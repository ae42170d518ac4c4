//! Sliding-window action counter.
//!
//! Both the server limiter and the client limiter count actions the same way:
//! a key maps to the timestamps of its recorded actions, and only timestamps
//! younger than the window count toward the limit. Where those timestamps
//! live is up to the [`TimestampStore`] implementation.

use std::sync::Arc;

use tracing::warn;

use crate::clock::Clock;
use crate::models::RateLimit;

#[derive(Debug, thiserror::Error)]
pub enum StoreError {
    #[error("storage unavailable: {0}")]
    Unavailable(String),
    #[error("storage i/o failed: {0}")]
    Io(#[from] std::io::Error),
    #[error("failed to encode timestamps: {0}")]
    Encode(#[from] serde_json::Error),
}

// Recorded action timestamps (epoch ms) per key. Unknown keys load empty.
pub trait TimestampStore: Send + Sync {
    fn load(&self, key: &str) -> Result<Vec<u64>, StoreError>;
    fn save(&self, key: &str, timestamps: &[u64]) -> Result<(), StoreError>;
}

impl<T: TimestampStore + ?Sized> TimestampStore for Arc<T> {
    fn load(&self, key: &str) -> Result<Vec<u64>, StoreError> {
        (**self).load(key)
    }

    fn save(&self, key: &str, timestamps: &[u64]) -> Result<(), StoreError> {
        (**self).save(key, timestamps)
    }
}

/// Keeps the timestamps still inside the window, in their original order.
///
/// Does not assume the input is sorted. A timestamp exactly `window_ms` old
/// is already out, and one later than `now` is never valid.
pub fn prune(timestamps: &[u64], now: u64, window_ms: u64) -> Vec<u64> {
    timestamps
        .iter()
        .copied()
        .filter(|&t| t <= now && now - t < window_ms)
        .collect()
}

// ms until the oldest live timestamp leaves the window
pub fn reset_in(live: &[u64], now: u64, window_ms: u64) -> u64 {
    match live.iter().min() {
        Some(&oldest) => window_ms.saturating_sub(now.saturating_sub(oldest)),
        None => 0,
    }
}

pub struct SlidingWindow<S> {
    store: S,
    clock: Arc<dyn Clock>,
}

impl<S: TimestampStore> SlidingWindow<S> {
    pub fn new(store: S, clock: Arc<dyn Clock>) -> Self {
        Self { store, clock }
    }

    pub fn store(&self) -> &S {
        &self.store
    }

    pub fn now_ms(&self) -> u64 {
        self.clock.now_ms()
    }

    fn live(&self, key: &str, window_ms: u64) -> Result<(Vec<u64>, u64), StoreError> {
        let now = self.clock.now_ms();
        let stored = self.store.load(key)?;
        Ok((prune(&stored, now, window_ms), now))
    }

    // Read-only: never writes the pruned list back
    pub fn try_is_limited(&self, key: &str, limit: &RateLimit) -> Result<bool, StoreError> {
        let (live, _) = self.live(key, limit.window_ms())?;
        Ok(live.len() >= limit.max_actions() as usize)
    }

    pub fn try_record(&self, key: &str, window_ms: u64) -> Result<(), StoreError> {
        let (mut live, now) = self.live(key, window_ms)?;
        live.push(now);
        self.store.save(key, &live)
    }

    pub fn try_time_until_reset(&self, key: &str, window_ms: u64) -> Result<u64, StoreError> {
        let (live, now) = self.live(key, window_ms)?;
        Ok(reset_in(&live, now, window_ms))
    }

    // Fail-open forms. A broken store never blocks an action.

    pub fn is_limited(&self, key: &str, limit: &RateLimit) -> bool {
        self.try_is_limited(key, limit).unwrap_or_else(|e| {
            warn!(key, error = %e, "rate limit check failed, allowing");
            false
        })
    }

    // true even when the store is unavailable
    pub fn record(&self, key: &str, window_ms: u64) -> bool {
        if let Err(e) = self.try_record(key, window_ms) {
            warn!(key, error = %e, "failed to persist action, allowing");
        }
        true
    }

    pub fn time_until_reset(&self, key: &str, window_ms: u64) -> u64 {
        self.try_time_until_reset(key, window_ms).unwrap_or_else(|e| {
            warn!(key, error = %e, "failed to read reset time");
            0
        })
    }
}

#[cfg(test)]
pub(crate) mod tests {
    use super::*;
    use crate::clock::ManualClock;
    use dashmap::DashMap;

    #[derive(Default)]
    pub(crate) struct MapStore(pub DashMap<String, Vec<u64>>);

    impl TimestampStore for MapStore {
        fn load(&self, key: &str) -> Result<Vec<u64>, StoreError> {
            Ok(self.0.get(key).map(|v| v.value().clone()).unwrap_or_default())
        }

        fn save(&self, key: &str, timestamps: &[u64]) -> Result<(), StoreError> {
            self.0.insert(key.to_string(), timestamps.to_vec());
            Ok(())
        }
    }

    pub(crate) struct BrokenStore;

    impl TimestampStore for BrokenStore {
        fn load(&self, _key: &str) -> Result<Vec<u64>, StoreError> {
            Err(StoreError::Unavailable("disabled".into()))
        }

        fn save(&self, _key: &str, _timestamps: &[u64]) -> Result<(), StoreError> {
            Err(StoreError::Unavailable("disabled".into()))
        }
    }

    fn window(start: u64) -> (SlidingWindow<MapStore>, Arc<ManualClock>) {
        let clock = Arc::new(ManualClock::new(start));
        (SlidingWindow::new(MapStore::default(), clock.clone()), clock)
    }

    fn limit(max: u32, window_ms: u64) -> RateLimit {
        RateLimit::new(max, window_ms).unwrap()
    }

    #[test]
    fn prune_drops_expired_and_keeps_order() {
        assert_eq!(prune(&[5_000, 100, 9_000, 0], 10_000, 6_000), vec![5_000, 9_000]);
        assert!(prune(&[], 10_000, 1).is_empty());
    }

    #[test]
    fn prune_drops_future_timestamps() {
        assert_eq!(prune(&[10_000, 10_001, 99_999_999], 10_000, 6_000), vec![10_000]);
    }

    #[test]
    fn future_dated_action_does_not_lock_the_key() {
        let (w, clock) = window(0);
        let l = limit(1, 60_000);
        w.store().save("k", &[10 * 60_000]).unwrap();
        assert!(!w.is_limited("k", &l));
        assert_eq!(w.time_until_reset("k", 60_000), 0);

        // once the clock passes it the entry just ages out like any other
        clock.set(10 * 60_000 + 1);
        assert!(w.is_limited("k", &l));
        clock.advance(60_000);
        assert!(!w.is_limited("k", &l));
    }

    #[test]
    fn prune_boundary_is_exclusive() {
        assert_eq!(prune(&[0], 999, 1_000), vec![0]);
        assert!(prune(&[0], 1_000, 1_000).is_empty());
    }

    #[test]
    fn limit_is_inclusive_at_max_actions() {
        let (w, _) = window(0);
        let l = limit(3, 60_000);
        for _ in 0..2 {
            assert!(w.record("k", l.window_ms()));
        }
        assert!(!w.is_limited("k", &l));
        w.record("k", l.window_ms());
        assert!(w.is_limited("k", &l));
    }

    #[test]
    fn unknown_key_is_never_limited() {
        let (w, _) = window(42);
        assert!(!w.is_limited("nobody", &limit(1, 1_000)));
        assert_eq!(w.time_until_reset("nobody", 1_000), 0);
    }

    #[test]
    fn checking_does_not_touch_stored_data() {
        let (w, clock) = window(0);
        let l = limit(2, 1_000);
        w.record("k", 1_000);
        clock.advance(2_000);

        let before = w.store().load("k").unwrap();
        for _ in 0..3 {
            assert!(!w.is_limited("k", &l));
        }
        assert_eq!(w.store().load("k").unwrap(), before);
    }

    #[test]
    fn window_slides_past_old_actions() {
        let (w, clock) = window(0);
        let l = limit(2, 60_000);
        w.record("k", l.window_ms());
        w.record("k", l.window_ms());
        assert!(w.is_limited("k", &l));
        assert_eq!(w.time_until_reset("k", l.window_ms()), 60_000);

        clock.set(61_000);
        assert!(!w.is_limited("k", &l));
        assert_eq!(w.time_until_reset("k", l.window_ms()), 0);
    }

    #[test]
    fn action_exactly_window_old_no_longer_counts() {
        let (w, clock) = window(1_000);
        let l = limit(1, 500);
        w.record("k", 500);
        clock.advance(499);
        assert!(w.is_limited("k", &l));
        clock.advance(1);
        assert!(!w.is_limited("k", &l));
    }

    #[test]
    fn reset_time_tracks_oldest_live_action() {
        let (w, clock) = window(0);
        w.record("k", 10_000);
        clock.set(4_000);
        w.record("k", 10_000);
        assert_eq!(w.time_until_reset("k", 10_000), 6_000);
        clock.set(11_000);
        // the first one expired, the second is now the oldest
        assert_eq!(w.time_until_reset("k", 10_000), 3_000);
    }

    #[test]
    fn record_prunes_before_appending() {
        let (w, clock) = window(0);
        w.record("k", 1_000);
        w.record("k", 1_000);
        clock.set(5_000);
        w.record("k", 1_000);
        assert_eq!(w.store().load("k").unwrap(), vec![5_000]);
    }

    #[test]
    fn keys_are_independent() {
        let (w, _) = window(0);
        let l = limit(1, 60_000);
        w.record("key1", l.window_ms());
        assert!(w.is_limited("key1", &l));
        assert!(!w.is_limited("key2", &l));
    }

    #[test]
    fn broken_store_fails_open() {
        let w = SlidingWindow::new(BrokenStore, Arc::new(ManualClock::new(0)));
        let l = limit(1, 1_000);
        assert!(!w.is_limited("k", &l));
        assert!(w.record("k", 1_000));
        assert_eq!(w.time_until_reset("k", 1_000), 0);
        assert!(w.try_is_limited("k", &l).is_err());
    }
}
use crate::core::{Hash, Transaction};
use crate::error::{BlockchainError, Result};
use crate::utils::sha256_hash;
use serde::{Deserialize, Serialize};

/// Merkle tree over a block's transactions.
///
/// Built bottom-up one level at a time: `levels[0]` holds the leaf hashes and
/// the last level holds only the root. Adjacent nodes are paired left to
/// right and hashed as `sha256(left ‖ right)`; an odd trailing node is hashed
/// alone as `sha256(node)` rather than paired with a copy of itself.
#[derive(Debug, Clone)]
pub struct MerkleTree {
    levels: Vec<Vec<Hash>>,
}

/// One step from a node towards the root
#[derive(Debug, Clone, Copy, PartialEq, Eq, Serialize, Deserialize)]
pub enum ProofElement {
    /// Sibling sits to the left: parent = H(sibling ‖ current)
    Left(Hash),
    /// Sibling sits to the right: parent = H(current ‖ sibling)
    Right(Hash),
    /// Odd trailing node: parent = H(current)
    Lone,
}

/// Merkle proof for transaction inclusion
#[derive(Debug, Clone, Serialize, Deserialize)]
pub struct MerkleProof {
    pub leaf_hash: Hash,
    pub merkle_root: Hash,
    pub proof_path: Vec<ProofElement>,
    pub transaction_index: usize,
}

impl MerkleTree {
    pub fn new(transactions: &[Transaction]) -> Result<Self> {
        let leaves = transactions
            .iter()
            .map(Self::leaf_hash)
            .collect::<Result<Vec<Hash>>>()?;
        Self::from_leaf_hashes(leaves)
    }

    pub fn from_leaf_hashes(leaves: Vec<Hash>) -> Result<Self> {
        if leaves.is_empty() {
            return Err(BlockchainError::InvalidBlock(
                "Cannot create Merkle tree from empty transaction list".to_string(),
            ));
        }

        let mut levels = vec![leaves];
        while let Some(current) = levels.last().filter(|level| level.len() > 1) {
            let parents = current
                .chunks(2)
                .map(|pair| match pair {
                    [left, right] => Self::hash_pair(left, right),
                    _ => Self::hash_lone(&pair[0]),
                })
                .collect();
            levels.push(parents);
        }

        Ok(MerkleTree { levels })
    }

    /// Leaf hash: SHA-256 over the transaction's full serialization.
    pub fn leaf_hash(transaction: &Transaction) -> Result<Hash> {
        Ok(sha256_hash(&transaction.serialize()?))
    }

    pub fn calculate_merkle_root(transactions: &[Transaction]) -> Result<Hash> {
        Ok(Self::new(transactions)?.root())
    }

    pub fn verify_transactions(transactions: &[Transaction], expected_root: &Hash) -> Result<bool> {
        Ok(&Self::calculate_merkle_root(transactions)? == expected_root)
    }

    pub fn root(&self) -> Hash {
        // from_leaf_hashes guarantees a final level with exactly one node
        self.levels[self.levels.len() - 1][0]
    }

    pub fn leaf_count(&self) -> usize {
        self.levels[0].len()
    }

    /// Number of levels including leaves and root
    pub fn depth(&self) -> usize {
        self.levels.len()
    }

    pub fn generate_proof(&self, transaction_index: usize) -> Result<MerkleProof> {
        if transaction_index >= self.leaf_count() {
            return Err(BlockchainError::InvalidBlock(format!(
                "Transaction index {} out of bounds (max: {})",
                transaction_index,
                self.leaf_count() - 1
            )));
        }

        let mut proof_path = Vec::with_capacity(self.depth() - 1);
        let mut index = transaction_index;
        for level in &self.levels[..self.levels.len() - 1] {
            let element = if index % 2 == 1 {
                ProofElement::Left(level[index - 1])
            } else if let Some(sibling) = level.get(index + 1) {
                ProofElement::Right(*sibling)
            } else {
                ProofElement::Lone
            };
            proof_path.push(element);
            index /= 2;
        }

        Ok(MerkleProof {
            leaf_hash: self.levels[0][transaction_index],
            merkle_root: self.root(),
            proof_path,
            transaction_index,
        })
    }

    pub fn verify_proof(proof: &MerkleProof) -> bool {
        let computed = proof
            .proof_path
            .iter()
            .fold(proof.leaf_hash, |current, element| match element {
                ProofElement::Left(sibling) => Self::hash_pair(sibling, &current),
                ProofElement::Right(sibling) => Self::hash_pair(&current, sibling),
                ProofElement::Lone => Self::hash_lone(&current),
            });
        computed == proof.merkle_root
    }

    fn hash_pair(left: &Hash, right: &Hash) -> Hash {
        let mut combined = [0u8; 64];
        combined[..32].copy_from_slice(left);
        combined[32..].copy_from_slice(right);
        sha256_hash(&combined)
    }

    fn hash_lone(node: &Hash) -> Hash {
        sha256_hash(node)
    }
}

┄┄┄┄┄┄

WORK REQUIRED -> Wherever "load" occurs in the entries above, copy the line it sits on.

COMPLETED EXERCISE ->
// Recorded action timestamps (epoch ms) per key. Unknown keys load empty.
    fn load(&self, key: &str) -> Result<Vec<u64>, StoreError>;
    fn load(&self, key: &str) -> Result<Vec<u64>, StoreError> {
        (**self).load(key)
        let stored = self.store.load(key)?;
        fn load(&self, key: &str) -> Result<Vec<u64>, StoreError> {
        fn load(&self, _key: &str) -> Result<Vec<u64>, StoreError> {
        let before = w.store().load("k").unwrap();
        assert_eq!(w.store().load("k").unwrap(), before);
        assert_eq!(w.store().load("k").unwrap(), vec![5_000]);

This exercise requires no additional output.